I have been thinking at various ways to correctly organize pictures, and wondered if XnView could benefit from this.

Small summary:
- prefer standards (IPTC, XMP, etc...)
- decentralize data (metadata in the file) as much as possible
- complement with an internal DB to efficiently handle data + when data cannot be decentralized (ie: file formats not supporting IPTC, etc...)

Notes:
- XMP is not yet widely used (except Adobe), but IPTC may adopt XMP for its next version and get a boost. XMP should be on the list...
- IPTC can be used for JPEG, TIFF, PSD as well as some RAW (NEF, THM+CRW) and maybe other formats.
- From what I can see in IPTC and XMP, you should not expect soon any possibility for hierarchical categories (it would imply standardization of those categories, or to encapsulate the whole structure in all files), except if they adopt the same kind of solution as the one explained later... :mrgreen:
- Hierarchical categories are great for organizing images (most IMS use them with good reasons).


The solution I have come up with is to store the complete hierarchical path of each category into the IPTC field.

As an example, if I have the following categories:
- Animal
- - Cat
- - Bird
- - - Eagle
- - - Sparrow
...
and would like to use the category "Sparrow", I would use "Animal|Bird|Sparrow" in the IPTC field.

The program would then replicate this information in an internal database to speed up: searching, browsing through categories, change a categorie, move an entire branch into another node, etc... (think drag and drop)
By storing the path of files, the program could also allow to save/restore those data if they have been corrupted, to import/export/edit them.
And the internal database would manage directly the files for which no IPTC/XMP data can be encapsulated.

I can see a strong limitation: this IPTC field is usually limited to 32 or 64 characters... however nothing prevent from using a higher limit (128, 256...), which would meet the requirements for this solution.

What is your opinion ?

Olivier
PS: This discussion is not in competition with the current ones about categorizing and m3u, but rather as a complement, as those would deal with the internal database issues...
german_beaver
Posts: 5
Joined: Sat Dec 18, 2004 9:27 am

Post by german_beaver »

Wow! It's great that there are also many other people who are interested in implementing categorizing/database feautures in XnView! Go on, folks! ;)
The idea itself is interesting. The pro of hierarchical categories in IPTC data would be that it use existing standard. However by using overlength data strings in "category" field we would bypass this standard anyway.
Olivier_G wrote:...however nothing prevent from using a higher limit (128, 256...), which would meet the requirements for this solution...
Is file with overlength categorie still legal? Can it be imported by other programs correctly?
Besides I think XnView team will not agree to implement database because database is the main feauture of XnView Deluxe, the shareware version of XnView. :(
User avatar
Olivier_G
XnThusiast
Posts: 1423
Joined: Thu Dec 23, 2004 7:17 pm
Location: Paris, France
Contact:

Post by Olivier_G »

(All this stuff is not up to date anymore, and can simply be skipped)
german_beaver wrote:However by using overlength data strings in "category" field we would bypass this standard anyway.
Is file with overlength categorie still legal? Can it be imported by other programs correctly?

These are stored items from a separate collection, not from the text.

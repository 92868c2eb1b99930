//! Startup banner and precondition messages.

use std::path::Path;

use crate::config::GEOIP_DOWNLOAD_HINT;

const BANNER: &str = r"
	 ___ ____  ____  _  ____  __ _
	|_ _|  _ \|___ \| |/ /  \/  | |
	 | || |_) | __) | ' /| |\/| | |
	 | ||  __/ / __/| . \| |  | | |___
	|___|_|   |_____|_|\_\_|  |_|_____|
";

/// Prints the ASCII-art banner with the crate version.
pub fn print_banner() {
    println!("{BANNER}");
    println!("\t           Version: {}\n", env!("CARGO_PKG_VERSION"));
}

/// Tells the user the GeoIP database is missing and where to get one.
pub fn print_missing_geoip(path: &Path) {
    println!("[-] Missing GeoIP file: {}", path.display());
    println!("[-] Download it from: {GEOIP_DOWNLOAD_HINT}\n");
}
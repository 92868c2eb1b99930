//! Hostname to IP address resolution.

use anyhow::{Error, Result};
use hickory_resolver::TokioAsyncResolver;

/// Resolves hostnames to an IP address.
///
/// Implementations must not fail: any resolution error is reported as `None`.
#[allow(async_fn_in_trait)]
pub trait HostResolver {
    /// Returns the first IPv4 address of `host`, or `None` if it cannot be resolved.
    async fn resolve(&self, host: &str) -> Option<String>;
}

/// Resolves a hostname to an IPv4 address using DNS.
///
/// # Errors
///
/// Returns an error if DNS resolution fails or no IPv4 addresses are found.
pub async fn resolve_host_to_ip(
    host: &str,
    resolver: &TokioAsyncResolver,
) -> Result<String, Error> {
    let response = resolver.lookup_ip(host).await.map_err(Error::new)?;
    let ip = response
        .iter()
        .find(|ip| ip.is_ipv4())
        .ok_or_else(|| Error::msg("No IPv4 addresses found"))?
        .to_string();
    Ok(ip)
}

impl HostResolver for TokioAsyncResolver {
    async fn resolve(&self, host: &str) -> Option<String> {
        match resolve_host_to_ip(host, self).await {
            Ok(ip) => {
                log::debug!("Resolved {host} to {ip}");
                Some(ip)
            }
            Err(e) => {
                log::debug!("Failed to resolve {host}: {e}");
                None
            }
        }
    }
}
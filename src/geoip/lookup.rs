//! IP address lookup.

use maxminddb::Reader;
use std::net::IpAddr;
use std::path::Path;

use super::loader::load_from_file;
use super::types::{GeoIpMetadata, GeoRecord};
use crate::error_handling::GeoIpError;

/// Maps an IP address to a geographic record.
///
/// A missing record and an unparseable address both yield `None`.
pub trait GeoLookup {
    fn locate(&self, ip: &str) -> Option<GeoRecord>;
}

/// An opened GeoIP City database.
pub struct GeoIpDatabase {
    reader: Reader<Vec<u8>>,
    metadata: GeoIpMetadata,
}

impl GeoIpDatabase {
    /// Opens the database at `path`.
    ///
    /// Called once at startup, so a missing or corrupt file is reported before
    /// any host is processed.
    pub async fn open(path: &Path) -> Result<Self, GeoIpError> {
        let (reader, metadata) = load_from_file(path).await?;
        log::info!(
            "GeoIP database loaded: {} ({})",
            metadata.database_type,
            metadata.version
        );
        Ok(Self { reader, metadata })
    }

    pub fn metadata(&self) -> &GeoIpMetadata {
        &self.metadata
    }
}

impl GeoLookup for GeoIpDatabase {
    fn locate(&self, ip: &str) -> Option<GeoRecord> {
        lookup_ip(&self.reader, ip)
    }
}

/// Looks up an IP address in a City database.
///
/// Returns `None` if the address does not parse or the database has no record.
pub fn lookup_ip<T: AsRef<[u8]>>(reader: &Reader<T>, ip: &str) -> Option<GeoRecord> {
    let ip_addr: IpAddr = ip.parse().ok()?;

    let city_lookup = match reader.lookup(ip_addr) {
        Ok(result) => result,
        Err(e) => {
            log::debug!("GeoIP lookup failed for {ip}: {e}");
            return None;
        }
    };

    if !city_lookup.has_data() {
        return None;
    }

    let city_result: maxminddb::geoip2::City = match city_lookup.decode() {
        Ok(Some(city)) => city,
        Ok(None) => return None,
        Err(e) => {
            log::debug!("Failed to decode GeoIP record for {ip}: {e}");
            return None;
        }
    };

    Some(GeoRecord {
        longitude: city_result.location.longitude,
        latitude: city_result.location.latitude,
        city: city_result.city.names.english.map(|s| s.to_string()),
        region: city_result
            .subdivisions
            .first()
            .and_then(|subdivision| subdivision.names.english)
            .map(|s| s.to_string()),
        country_code: city_result.country.iso_code.map(|s| s.to_string()),
        country_name: city_result.country.names.english.map(|s| s.to_string()),
    })
}
//! DNS resolution.
//!
//! Forward lookups (hostname → IPv4) using `hickory-resolver` with the system
//! resolver configuration.

mod resolution;

// Re-export public API
pub use resolution::{resolve_host_to_ip, HostResolver};
//! Processing statistics tracking.
//!
//! Counts per-host lookup failures so a run can report how many placemarks
//! were written with degraded fields.

use std::collections::HashMap;
use std::sync::atomic::{AtomicUsize, Ordering};
use strum::IntoEnumIterator;

use super::types::LookupFailure;

/// Lookup failure counters, one per `LookupFailure` variant.
///
/// All counters are initialized to zero on creation. Counters are atomic so
/// they can be bumped through `&self` while `HostEnricher` stays `Sync`. Each
/// counter is independent, so every access is `Relaxed`.
pub struct ProcessingStats {
    failures: HashMap<LookupFailure, AtomicUsize>,
}

impl ProcessingStats {
    pub fn new() -> Self {
        let mut failures = HashMap::new();
        for failure in LookupFailure::iter() {
            failures.insert(failure, AtomicUsize::new(0));
        }

        ProcessingStats { failures }
    }

    /// Increment a failure counter.
    pub fn increment(&self, failure: LookupFailure) {
        if let Some(counter) = self.failures.get(&failure) {
            counter.fetch_add(1, Ordering::Relaxed);
        } else {
            log::error!(
                "Attempted to increment counter for {:?} which is not in the map. \
                 This indicates a bug in ProcessingStats initialization.",
                failure
            );
        }
    }

    /// Get the count for a failure type.
    pub fn get_count(&self, failure: LookupFailure) -> usize {
        self.failures
            .get(&failure)
            .map(|c| c.load(Ordering::Relaxed))
            .unwrap_or(0)
    }

    /// Total failures across all categories.
    pub fn total(&self) -> usize {
        self.failures.values().map(|c| c.load(Ordering::Relaxed)).sum()
    }
}

impl Default for ProcessingStats {
    fn default() -> Self {
        Self::new()
    }
}
//! HTTP response header probing.

use anyhow::{Error, Result};
use reqwest::header::HeaderMap;

/// Captures the response headers of `http://<address>/`.
///
/// Implementations must not fail: any error is reported as `None`.
#[allow(async_fn_in_trait)]
pub trait HeaderProbe {
    async fn probe(&self, address: &str) -> Option<String>;
}

/// Issues a single GET to `http://<address>/` and returns its header block.
///
/// Redirects follow the client's policy. The body is never read.
///
/// # Errors
///
/// Returns an error on connection failure, timeout, a malformed response, or
/// an HTTP error status (4xx/5xx).
pub async fn fetch_response_headers(client: &reqwest::Client, address: &str) -> Result<String> {
    let url = format!("http://{address}/");
    let response = client
        .get(&url)
        .send()
        .await
        .map_err(Error::new)?
        .error_for_status()
        .map_err(Error::new)?;
    Ok(format_headers(response.headers()))
}

/// Serializes headers as `Name: value` lines, each terminated by a newline.
pub fn format_headers(headers: &HeaderMap) -> String {
    let mut text = String::new();
    for (name, value) in headers {
        text.push_str(name.as_str());
        text.push_str(": ");
        text.push_str(&String::from_utf8_lossy(value.as_bytes()));
        text.push('\n');
    }
    text
}

impl HeaderProbe for reqwest::Client {
    async fn probe(&self, address: &str) -> Option<String> {
        match fetch_response_headers(self, address).await {
            Ok(headers) => Some(headers),
            Err(e) => {
                log::debug!("HTTP probe of {address} failed: {e:#}");
                None
            }
        }
    }
}
//! Logger initialization.
//!
//! This module provides functions to initialize the logger with custom formatting.

use std::io::Write;

use crate::config::LogFormat;
use crate::error_handling::InitializationError;
use colored::*;
use log::LevelFilter;

/// Initializes the logger with the specified level and format.
///
/// Configures `env_logger` with custom formatting. Supports both plain text
/// (with colors) and JSON formats.
///
/// `RUST_LOG` is read first; the provided `level` overrides it for this crate
/// and as the global default.
///
/// # Errors
///
/// Returns `InitializationError::LoggerError` if a logger is already installed.
///
/// # Examples
///
/// ```bash
/// # Per-module filtering via RUST_LOG
/// RUST_LOG=ip2kml=debug,reqwest=info ip2kml hosts.txt
/// ```
pub fn init_logger_with(level: LevelFilter, format: LogFormat) -> Result<(), InitializationError> {
    let mut builder = env_logger::Builder::from_default_env();

    builder.filter_level(level);
    builder.filter_module("reqwest", LevelFilter::Warn);
    builder.filter_module("hyper", LevelFilter::Warn);
    builder.filter_module("hyper_util", LevelFilter::Warn);
    // Truncated or malformed UDP answers are retried internally by hickory
    builder.filter_module("hickory_proto", LevelFilter::Error);
    builder.filter_module("hickory_resolver", LevelFilter::Warn);
    builder.filter_module("ip2kml", level);

    match format {
        LogFormat::Json => {
            builder.format(|buf, record| {
                writeln!(
                    buf,
                    "{{\"ts\":{},\"level\":\"{}\",\"target\":\"{}\",\"msg\":{}}}",
                    chrono::Utc::now().timestamp_millis(),
                    record.level(),
                    record.target(),
                    serde_json::to_string(&record.args().to_string())
                        .unwrap_or_else(|_| "\"\"".into())
                )
            });
        }
        LogFormat::Plain => {
            builder.format(|buf, record| {
                let level = record.level();
                let colored_level = match level {
                    log::Level::Error => level.to_string().red(),
                    log::Level::Warn => level.to_string().yellow(),
                    log::Level::Info => level.to_string().green(),
                    log::Level::Debug => level.to_string().blue(),
                    log::Level::Trace => level.to_string().purple(),
                };

                writeln!(
                    buf,
                    "{} [{}] {}",
                    record.target().cyan(),
                    colored_level,
                    record.args()
                )
            });
        }
    }

    builder.try_init().map_err(InitializationError::from)?;

    Ok(())
}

IPTC-IIMv4.1 (July 1999) says that supplemental categories should be limited to 32 characters max, and moreover that this field is deprecated and will probably not be included in future versions. However, since 1999 more and more programs have adopted IPTC and make use of this particular field. An interesting example is that Adobe uses it in its latest versions of its own metadata set, and we can expect some influence in the next IPTC version (cf: use of XMP). In practice, the length of characters depends on how the developer wants to implement it in its own software (ex: XnView = 64... :) ).
Bottomline: this part of the standard is already touchy, and the next version of IPTC should clarify things. Meanwhile there is an interesting opportunity to use this field and to relax the standard as well, as long as it doesn't interfere with other programs...

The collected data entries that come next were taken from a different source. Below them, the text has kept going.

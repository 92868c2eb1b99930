//! Configuration types and CLI options.
//!
//! `Opt` is the command-line surface; it is converted once into a `Config`,
//! which is what the library consumes.

use std::path::PathBuf;

use clap::{Parser, ValueEnum};

use crate::config::constants::{
    DEFAULT_GEOIP_FILE, DEFAULT_OUTPUT_FILE, DEFAULT_USER_AGENT, HTTP_TIMEOUT_SECS,
};

/// Logging level for the application.
#[derive(Clone, Debug, ValueEnum)]
pub enum LogLevel {
    /// Only error messages
    Error,
    /// Error and warning messages
    Warn,
    /// Error, warning, and informational messages
    Info,
    /// All messages except trace
    Debug,
    /// All messages including trace
    Trace,
}

impl From<LogLevel> for log::LevelFilter {
    fn from(l: LogLevel) -> Self {
        match l {
            LogLevel::Error => log::LevelFilter::Error,
            LogLevel::Warn => log::LevelFilter::Warn,
            LogLevel::Info => log::LevelFilter::Info,
            LogLevel::Debug => log::LevelFilter::Debug,
            LogLevel::Trace => log::LevelFilter::Trace,
        }
    }
}

/// Log output format.
///
/// - `Plain`: Human-readable format with colors (default)
/// - `Json`: One JSON object per line
#[derive(Clone, Debug, ValueEnum)]
pub enum LogFormat {
    /// Human-readable format with colors (default)
    Plain,
    /// Structured JSON format for machine parsing
    Json,
}

/// Command-line options.
#[derive(Debug, Parser)]
#[command(
    name = "ip2kml",
    version,
    about = "Creates KML files from IP/hostname lists using a GeoIP database."
)]
pub struct Opt {
    /// File with one host or IP address per line
    #[arg(value_name = "ip_file")]
    pub file: PathBuf,

    /// Check HTTP response (capture response headers for each host)
    #[arg(short = 'c', long = "check_response", alias = "check-response")]
    pub check_response: bool,

    /// Output file path
    #[arg(
        short = 'o',
        long = "output_file",
        alias = "output-file",
        value_name = "file_path",
        default_value = DEFAULT_OUTPUT_FILE
    )]
    pub output_file: PathBuf,

    /// GeoIP database path
    #[arg(
        short = 'g',
        long = "geoip_file",
        alias = "geoip-file",
        value_name = "file_path",
        default_value = DEFAULT_GEOIP_FILE
    )]
    pub geoip_file: PathBuf,

    /// Verbose mode: print progress for every host
    #[arg(short = 'v', long)]
    pub verbose: bool,

    /// Log level: error|warn|info|debug|trace
    #[arg(long, value_enum, default_value_t = LogLevel::Warn)]
    pub log_level: LogLevel,

    /// Log format: plain|json
    #[arg(long, value_enum, default_value_t = LogFormat::Plain)]
    pub log_format: LogFormat,

    /// HTTP probe timeout in seconds
    #[arg(long, default_value_t = HTTP_TIMEOUT_SECS)]
    pub timeout_seconds: u64,

    /// HTTP User-Agent header value for probes
    #[arg(long, default_value = DEFAULT_USER_AGENT)]
    pub user_agent: String,
}

/// Library configuration, built once from parsed arguments.
///
/// # Examples
///
/// ```no_run
/// use ip2kml::Config;
/// use std::path::PathBuf;
///
/// let config = Config {
///     input_file: PathBuf::from("hosts.txt"),
///     check_response: true,
///     ..Default::default()
/// };
/// ```
#[derive(Debug, Clone)]
pub struct Config {
    /// File to read hosts from
    pub input_file: PathBuf,

    /// KML document to write
    pub output_file: PathBuf,

    /// GeoIP City database
    pub geoip_file: PathBuf,

    /// Probe each host over HTTP and keep the response headers
    pub check_response: bool,

    /// Print per-host progress lines
    pub verbose: bool,

    /// Log level
    pub log_level: LogLevel,

    /// Log format
    pub log_format: LogFormat,

    /// Per-probe timeout in seconds
    pub timeout_seconds: u64,

    /// HTTP User-Agent header value
    pub user_agent: String,
}

impl Default for Config {
    fn default() -> Self {
        Self {
            input_file: PathBuf::from("hosts.txt"),
            output_file: PathBuf::from(DEFAULT_OUTPUT_FILE),
            geoip_file: PathBuf::from(DEFAULT_GEOIP_FILE),
            check_response: false,
            verbose: false,
            log_level: LogLevel::Warn,
            log_format: LogFormat::Plain,
            timeout_seconds: HTTP_TIMEOUT_SECS,
            user_agent: DEFAULT_USER_AGENT.to_string(),
        }
    }
}

impl From<Opt> for Config {
    fn from(opt: Opt) -> Self {
        Self {
            input_file: opt.file,
            output_file: opt.output_file,
            geoip_file: opt.geoip_file,
            check_response: opt.check_response,
            verbose: opt.verbose,
            log_level: opt.log_level,
            log_format: opt.log_format,
            timeout_seconds: opt.timeout_seconds,
            user_agent: opt.user_agent,
        }
    }
}
//! Application initialization and resource setup.
//!
//! This module provides functions to initialize all shared resources:
//! - Logger
//! - HTTP client (for response-header probes)
//! - DNS resolver

mod client;
mod logger;
mod resolver;

// Re-export public API
pub use client::init_client;
pub use logger::init_logger_with;
pub use resolver::init_resolver;
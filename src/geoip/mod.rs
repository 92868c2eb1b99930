//! GeoIP lookup using a local MaxMind City database.
//!
//! The database is read into memory once at startup and owned by the run;
//! each lookup returns an explicit `Option<GeoRecord>`.

mod loader;
mod lookup;
mod types;

// Re-export public API
pub use lookup::{lookup_ip, GeoIpDatabase, GeoLookup};
pub use types::{GeoIpMetadata, GeoRecord};
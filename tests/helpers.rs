// Shared test helpers: fake lookups and KML inspection.
//
// This module provides common utilities used across multiple test files to reduce duplication.

#![allow(dead_code)] // Each test file uses a different subset

use std::cell::RefCell;
use std::collections::HashMap;
use std::io::Write;
use std::path::{Path, PathBuf};

use ip2kml::dns::HostResolver;
use ip2kml::fetch::HeaderProbe;
use ip2kml::geoip::{GeoLookup, GeoRecord};
use tempfile::NamedTempFile;

const KML_NAMESPACE: &str = "http://www.opengis.net/kml/2.2";

/// Resolver answering from a fixed table and recording every query.
#[derive(Default)]
pub struct TableResolver {
    pub answers: HashMap<String, String>,
    pub queries: RefCell<Vec<String>>,
}

impl TableResolver {
    pub fn with(answers: &[(&str, &str)]) -> Self {
        Self {
            answers: answers
                .iter()
                .map(|(h, ip)| (h.to_string(), ip.to_string()))
                .collect(),
            ..Default::default()
        }
    }
}

impl HostResolver for TableResolver {
    async fn resolve(&self, host: &str) -> Option<String> {
        self.queries.borrow_mut().push(host.to_string());
        self.answers.get(host).cloned()
    }
}

/// GeoIP lookup answering from a fixed table.
#[derive(Default)]
pub struct TableGeo {
    pub records: HashMap<String, GeoRecord>,
}

impl TableGeo {
    pub fn with(points: &[(&str, f64, f64)]) -> Self {
        Self {
            records: points
                .iter()
                .map(|(ip, lon, lat)| {
                    (
                        ip.to_string(),
                        GeoRecord {
                            longitude: Some(*lon),
                            latitude: Some(*lat),
                            ..Default::default()
                        },
                    )
                })
                .collect(),
        }
    }
}

impl GeoLookup for TableGeo {
    fn locate(&self, ip: &str) -> Option<GeoRecord> {
        self.records.get(ip).cloned()
    }
}

/// Probe that counts calls and never answers.
#[derive(Default)]
pub struct CountingProbe {
    pub calls: RefCell<usize>,
}

impl HeaderProbe for CountingProbe {
    async fn probe(&self, _address: &str) -> Option<String> {
        *self.calls.borrow_mut() += 1;
        None
    }
}

/// Writes lines to a temporary file.
pub fn write_hosts_file(lines: &[&str]) -> NamedTempFile {
    let mut file = NamedTempFile::new().expect("Failed to create temp file");
    for line in lines {
        writeln!(file, "{}", line).expect("Failed to write host");
    }
    file.flush().expect("Failed to flush file");
    file
}

/// Path of the bundled MaxMind DB test database.
///
/// It holds three networks: 8.8.8.0/24 (coordinates only), 81.2.69.0/24
/// (London, full record) and 2.125.160.0/24 (country, no location).
pub fn geoip_fixture() -> PathBuf {
    Path::new(env!("CARGO_MANIFEST_DIR")).join("tests/fixtures/ip2kml-city-test.mmdb")
}

/// Extracts the text of every `<name>` element, in document order.
pub fn placemark_names(kml: &str) -> Vec<String> {
    let doc = parse_kml(kml);
    doc.descendants()
        .filter(|node| node.is_element() && node.tag_name().name() == "name")
        .map(|node| node.text().unwrap_or_default().to_string())
        .collect()
}

/// Checks that `kml` parses as XML with a KML 2.2 `<kml>` root holding one
/// `<Document>`.
pub fn assert_well_formed(kml: &str) {
    let doc = parse_kml(kml);
    let root = doc.root_element();
    assert_eq!(root.tag_name().name(), "kml");
    assert_eq!(root.tag_name().namespace(), Some(KML_NAMESPACE));

    let documents: Vec<_> = root.children().filter(|node| node.is_element()).collect();
    assert_eq!(documents.len(), 1, "kml root must hold exactly one element");
    assert_eq!(documents[0].tag_name().name(), "Document");
}

fn parse_kml(kml: &str) -> roxmltree::Document<'_> {
    roxmltree::Document::parse(kml).unwrap_or_else(|e| panic!("invalid XML ({e}):\n{kml}"))
}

...and there, the situation is a mixed bag:
good
A. some programs will just manage long fields as well
B. some programs will be able to show the long categories + edit/add short ones only (ex: BreezeBrowser)
bad
C. some programs will be able to show the long categories, but refuse to save anything as long as any word is too long (ex: Pixvue)
D. some programs may refuse to show anything not within the standard

My guess is that the vast majority of softwares are in B and C.
While B does not interfere with the solution, C might get problematic (example: if you send a lot of your pictures with 'overlength IPTC words' to an Agency who edit the IPTC with a software in C... they will get a surprise :mrgreen: ). This potential problem could be solved with a function to intelligently restrict the IPTC length for selected images.
It would be interesting to know where the main softwares stand (A/B/C/D ?)... in order to have an idea of the importance of the problem.

Side-Note: If Pierre prefers to follow strictly IPTC standards (I can understand that as well), he would then need to change the current 64 max to 32...
german_beaver wrote:Besides I think XnView team will not agree to implement database because database is the main feauture of XnView Deluxe, the shareware version of XnView. :(
Right, but more and more image softwares use categories/albums, and organizing pictures could become de facto a minimum requirement for choosing a software => it may be preferable to include categories in the free version, and add more elaborated features in the Deluxe version...
Just my 2 cents, though, as this is clearly Pierre's Business (au propre comme au figuré :wink: )

Olivier
Last edited by Olivier_G on Mon Dec 26, 2005 11:26 am, edited 3 times in total.
User avatar
Olivier_G
XnThusiast
Posts: 1423
Joined: Thu Dec 23, 2004 7:17 pm
Location: Paris, France
Contact:

Don't relax... be imaginative!

Post by Olivier_G »

(All this stuff is not up to date anymore, and can simply be skipped)

Thinking again about this...
Although I much prefer the 'hierarchical categories complete path' proposal (simple, meaningful, inclusive and able to simulate the hierarchy with the usual flat system of IPTC), the 32 chars limit standard and the problem of compatibility with some current softwares is a major issue :(

OK, then... let's get imaginative with those 32 characters. :mrgreen:
IPTC-IIMv4.1 says: "Repeatable, maximum 32 octets, consisting of graphic characters plus spaces."
I have just tested that the system font (things like $&½...) works fine with XnView, Pixvue and IrfanView, so we should have 256 possibilities per character => we could use codes for categories, and include the category code<->name correspondance.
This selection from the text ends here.